[[ RECORDS FOR THIS EXERCISE, beginning ]]

//! End-to-end stream path over the in-memory link: scheduler to
//! egress, frames on the wire, back through ingress into the flow
//! matcher.

extern crate bngen;
extern crate pnet;

mod common;

use bngen::io::{IoBackend, IoDirection, IoHandle};
use bngen::packet::{decode_ethernet, ARP_REQUEST, L3};
use bngen::stream::StreamConfig;
use bngen::testing::loopback_pair;
use bngen::timer::Timestamp;

use std::net::Ipv4Addr;
use std::sync::atomic::Ordering;

fn advance(now: &mut Timestamp, nanos: u64) {
    let total = now.nanos() + nanos;
    now.sec = total / 1_000_000_000;
    now.nsec = (total % 1_000_000_000) as u32;
}

#[test]
fn raw_stream_loopback_counts_and_sequences() {
    let ctx = common::test_context();
    ctx.set_init_phase(false);
    let netif = common::test_netif();
    let (interface, scheduler) = common::test_interface(&netif);

    let config = StreamConfig {
        name: "S1".to_owned(),
        pps: 1000.0,
        length: 128,
        ipv4_destination_address: Some(Ipv4Addr::new(10, 0, 0, 99)),
        ..StreamConfig::default()
    };
    let stream = common::raw_stream(&ctx, &netif, &scheduler, config);

    let (tx_end, tx_peer) = loopback_pair();
    let mut tx_io = IoHandle::new(IoDirection::Egress, IoBackend::Link(Box::new(tx_end)), 32);
    tx_io.scheduler = scheduler.clone();

    // Ten ticks, 10 ms apart: one packet opens the window, then ten
    // per tick at 1000 pps.
    let mut now = Timestamp::now();
    for _ in 0..10 {
        tx_io.tx_once(&ctx, &interface, &now);
        advance(&mut now, 10_000_000);
    }

    let frames = tx_peer.pull_all();
    let packets_tx = stream.packets_tx.load(Ordering::Relaxed);
    assert_eq!(frames.len() as u64, packets_tx);
    assert!(packets_tx >= 80 && packets_tx <= 100,
            "unexpected tx count {}",
            packets_tx);

    // Sequence numbers are strictly 1, 2, 3, ...
    for (index, frame) in frames.iter().enumerate() {
        let decoded = decode_ethernet(frame).unwrap();
        let bbl = decoded.bbl.expect("test packet without embedded record");
        assert_eq!(bbl.flow_seq, index as u64 + 1);
        assert_eq!(bbl.flow_id, stream.flow_id);
        assert_eq!(decoded.vlan_outer, 100);
    }

    // Loop them back into the receive side.
    let (rx_end, rx_peer) = loopback_pair();
    let mut rx_io = IoHandle::new(IoDirection::Ingress, IoBackend::Link(Box::new(rx_end)), 32);
    for frame in &frames {
        rx_peer.push(frame);
    }
    rx_io.rx_once(&ctx, &interface, &Timestamp::now());

    assert_eq!(stream.packets_rx.load(Ordering::Relaxed), packets_tx);
    assert_eq!(stream.loss.load(Ordering::Relaxed), 0);
    {
        let rx = stream.rx.lock().unwrap();
        assert_eq!(rx.first_seq, 1);
        assert_eq!(rx.last_seq, packets_tx);
        // The first matching packet already verified the flow.
        assert!(rx.verified);
    }
    assert_eq!(ctx.flows().stream_flows_verified.load(Ordering::Relaxed), 1);
}

#[test]
fn control_traffic_beats_stream_traffic() {
    let ctx = common::test_context();
    ctx.set_init_phase(false);
    let netif = common::test_netif();
    let (interface, scheduler) = common::test_interface(&netif);

    let config = StreamConfig {
        name: "bulk".to_owned(),
        pps: 100000.0,
        length: 128,
        ipv4_destination_address: Some(Ipv4Addr::new(10, 0, 0, 99)),
        ..StreamConfig::default()
    };
    common::raw_stream(&ctx, &netif, &scheduler, config);

    // Arm the initial ARP request / neighbor solicitation.
    netif.process_send_requests();

    let (tx_end, tx_peer) = loopback_pair();
    let mut tx_io = IoHandle::new(IoDirection::Egress, IoBackend::Link(Box::new(tx_end)), 32);
    tx_io.scheduler = scheduler.clone();
    tx_io.tx_once(&ctx, &interface, &Timestamp::now());

    let frames = tx_peer.pull_all();
    assert!(frames.len() >= 3);
    // Control first: the ARP request and the neighbor solicitation
    // leave before any stream packet.
    let first = decode_ethernet(&frames[0]).unwrap();
    match first.payload {
        L3::Arp(ref arp) => assert_eq!(arp.operation, ARP_REQUEST),
        _ => panic!("expected the ARP request first"),
    }
    let second = decode_ethernet(&frames[1]).unwrap();
    match second.payload {
        L3::Ipv6(_) => {}
        _ => panic!("expected the neighbor solicitation second"),
    }
    assert!(decode_ethernet(&frames[2]).unwrap().bbl.is_some());
}

// A downstream flow configured to expect MPLS label 100 ignores
// traffic arriving with label 200 and verifies once the right label
// shows up.
#[test]
fn mpls_expectation_blocks_until_label_matches() {
    use bngen::packet::bbl::{BblDirection, BblHeader, BblPayload, BblSubType};
    use bngen::packet::{EthernetBuilder, Ipv4Builder, MplsLabel, UdpBuilder};
    use bngen::stream::stream_rx;
    use bngen::Payload;
    use pnet::util::MacAddr;

    let ctx = common::test_context();
    let netif = common::test_netif();
    let (_interface, scheduler) = common::test_interface(&netif);
    let config = StreamConfig {
        name: "expect-mpls".to_owned(),
        rx_mpls1_label: Some(100),
        ..StreamConfig::default()
    };
    let stream = common::raw_stream(&ctx, &netif, &scheduler, config);

    let mut deliver = |label: u32, seq: u64| {
        let mut header = BblHeader::unicast(BblSubType::Ipv4, BblDirection::Down);
        header.flow_id = stream.flow_id;
        header.flow_seq = seq;
        let udp = UdpBuilder::new(bngen::BBL_UDP_PORT,
                                  bngen::BBL_UDP_PORT,
                                  BblPayload::new(header, 0));
        let ip = Ipv4Builder::new(Ipv4Addr::new(10, 0, 0, 2), Ipv4Addr::new(10, 0, 0, 99), udp);
        let mut eth = EthernetBuilder::new(MacAddr(2, 0, 0, 0, 0, 1),
                                           MacAddr(2, 0, 0, 0, 0, 2),
                                           ip)
            .mpls(MplsLabel {
                label: label,
                exp: 0,
                ttl: 64,
            });
        let mut buffer = vec![0; eth.len()];
        eth.build(&mut buffer);
        let mut frame = decode_ethernet(&buffer).unwrap();
        frame.timestamp = Timestamp::now();
        let bbl = frame.bbl.unwrap();
        stream_rx(ctx.flows(), &frame, &bbl, None, false).is_some()
    };

    // Wrong label: never verified, nothing counted.
    assert!(!deliver(200, 1));
    assert!(!deliver(200, 2));
    assert_eq!(stream.packets_rx.load(Ordering::Relaxed), 0);
    assert_eq!(stream.rx.lock().unwrap().first_seq, 0);
    assert!(!stream.rx.lock().unwrap().verified);

    // Right label: the flow verifies and counts from here on.
    assert!(deliver(100, 3));
    assert!(deliver(100, 4));
    assert_eq!(stream.packets_rx.load(Ordering::Relaxed), 2);
    let rx = stream.rx.lock().unwrap();
    assert!(rx.verified);
    assert_eq!(rx.first_seq, 3);
    assert_eq!(rx.last_seq, 4);
    assert_eq!(rx.mpls1.unwrap().label, 100);
}

// A reset takes the flow back to sequence one with cleared receive
// state. Session re-establishment drives it through the registry so
// the verified-flow counts stay consistent.
#[test]
fn reset_restarts_the_flow_at_sequence_one() {
    let ctx = common::test_context();
    ctx.set_init_phase(false);
    let netif = common::test_netif();
    let (interface, scheduler) = common::test_interface(&netif);

    let config = StreamConfig {
        name: "resettable".to_owned(),
        pps: 1000.0,
        ipv4_destination_address: Some(Ipv4Addr::new(10, 0, 0, 99)),
        ..StreamConfig::default()
    };
    let stream = common::raw_stream(&ctx, &netif, &scheduler, config);

    let (tx_end, tx_peer) = loopback_pair();
    let mut tx_io = IoHandle::new(IoDirection::Egress, IoBackend::Link(Box::new(tx_end)), 32);
    tx_io.scheduler = scheduler.clone();

    let mut now = Timestamp::now();
    tx_io.tx_once(&ctx, &interface, &now);
    advance(&mut now, 10_000_000);
    tx_io.tx_once(&ctx, &interface, &now);
    let frames = tx_peer.pull_all();
    assert!(frames.len() > 1);

    // Loop the traffic back so the flow verifies.
    let (rx_end, rx_peer) = loopback_pair();
    let mut rx_io = IoHandle::new(IoDirection::Ingress, IoBackend::Link(Box::new(rx_end)), 32);
    for frame in &frames {
        rx_peer.push(frame);
    }
    rx_io.rx_once(&ctx, &interface, &Timestamp::now());
    assert!(stream.rx.lock().unwrap().verified);
    assert_eq!(ctx.flows().stream_flows_verified.load(Ordering::Relaxed), 1);

    ctx.flows().reset_stream(&stream);
    assert!(!stream.rx.lock().unwrap().verified);
    assert_eq!(stream.rx.lock().unwrap().first_seq, 0);
    assert_eq!(ctx.flows().stream_flows_verified.load(Ordering::Relaxed), 0);

    // The pass consuming the reset frees the template and emits
    // nothing; the one after starts over at sequence one.
    let sent_before = stream.packets_tx.load(Ordering::Relaxed);
    advance(&mut now, 10_000_000);
    tx_io.tx_once(&ctx, &interface, &now);
    assert_eq!(stream.packets_tx.load(Ordering::Relaxed), sent_before);
    assert!(stream.tx.lock().unwrap().buf.is_none());

    advance(&mut now, 10_000_000);
    tx_io.tx_once(&ctx, &interface, &now);
    let frames = tx_peer.pull_all();
    assert!(!frames.is_empty());
    let restarted = decode_ethernet(&frames[0]).unwrap();
    assert_eq!(restarted.bbl.unwrap().flow_seq, 1);
}

#[test]
fn stop_closes_the_stream() {
    let ctx = common::test_context();
    ctx.set_init_phase(false);
    let netif = common::test_netif();
    let (interface, scheduler) = common::test_interface(&netif);

    let config = StreamConfig {
        name: "stoppable".to_owned(),
        pps: 1000.0,
        ipv4_destination_address: Some(Ipv4Addr::new(10, 0, 0, 99)),
        ..StreamConfig::default()
    };
    let stream = common::raw_stream(&ctx, &netif, &scheduler, config);

    let (tx_end, tx_peer) = loopback_pair();
    let mut tx_io = IoHandle::new(IoDirection::Egress, IoBackend::Link(Box::new(tx_end)), 32);
    tx_io.scheduler = scheduler.clone();

    let mut now = Timestamp::now();
    tx_io.tx_once(&ctx, &interface, &now);
    assert!(stream.packets_tx.load(Ordering::Relaxed) > 0);

    stream.stop.store(true, Ordering::Relaxed);
    let sent_before = stream.packets_tx.load(Ordering::Relaxed);
    for _ in 0..5 {
        advance(&mut now, 10_000_000);
        tx_io.tx_once(&ctx, &interface, &now);
    }
    assert_eq!(stream.packets_tx.load(Ordering::Relaxed), sent_before);
    let _ = tx_peer.pull_all();
}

[[ RECORDS FOR THIS EXERCISE, end ]]

EXERCISE OBJECTIVE:
Across the material, report every line that has the word "neighbor".

SOLUTION FOR THIS EXERCISE:
    // Arm the initial ARP request / neighbor solicitation.
    // Control first: the ARP request and the neighbor solicitation
        _ => panic!("expected the neighbor solicitation second"),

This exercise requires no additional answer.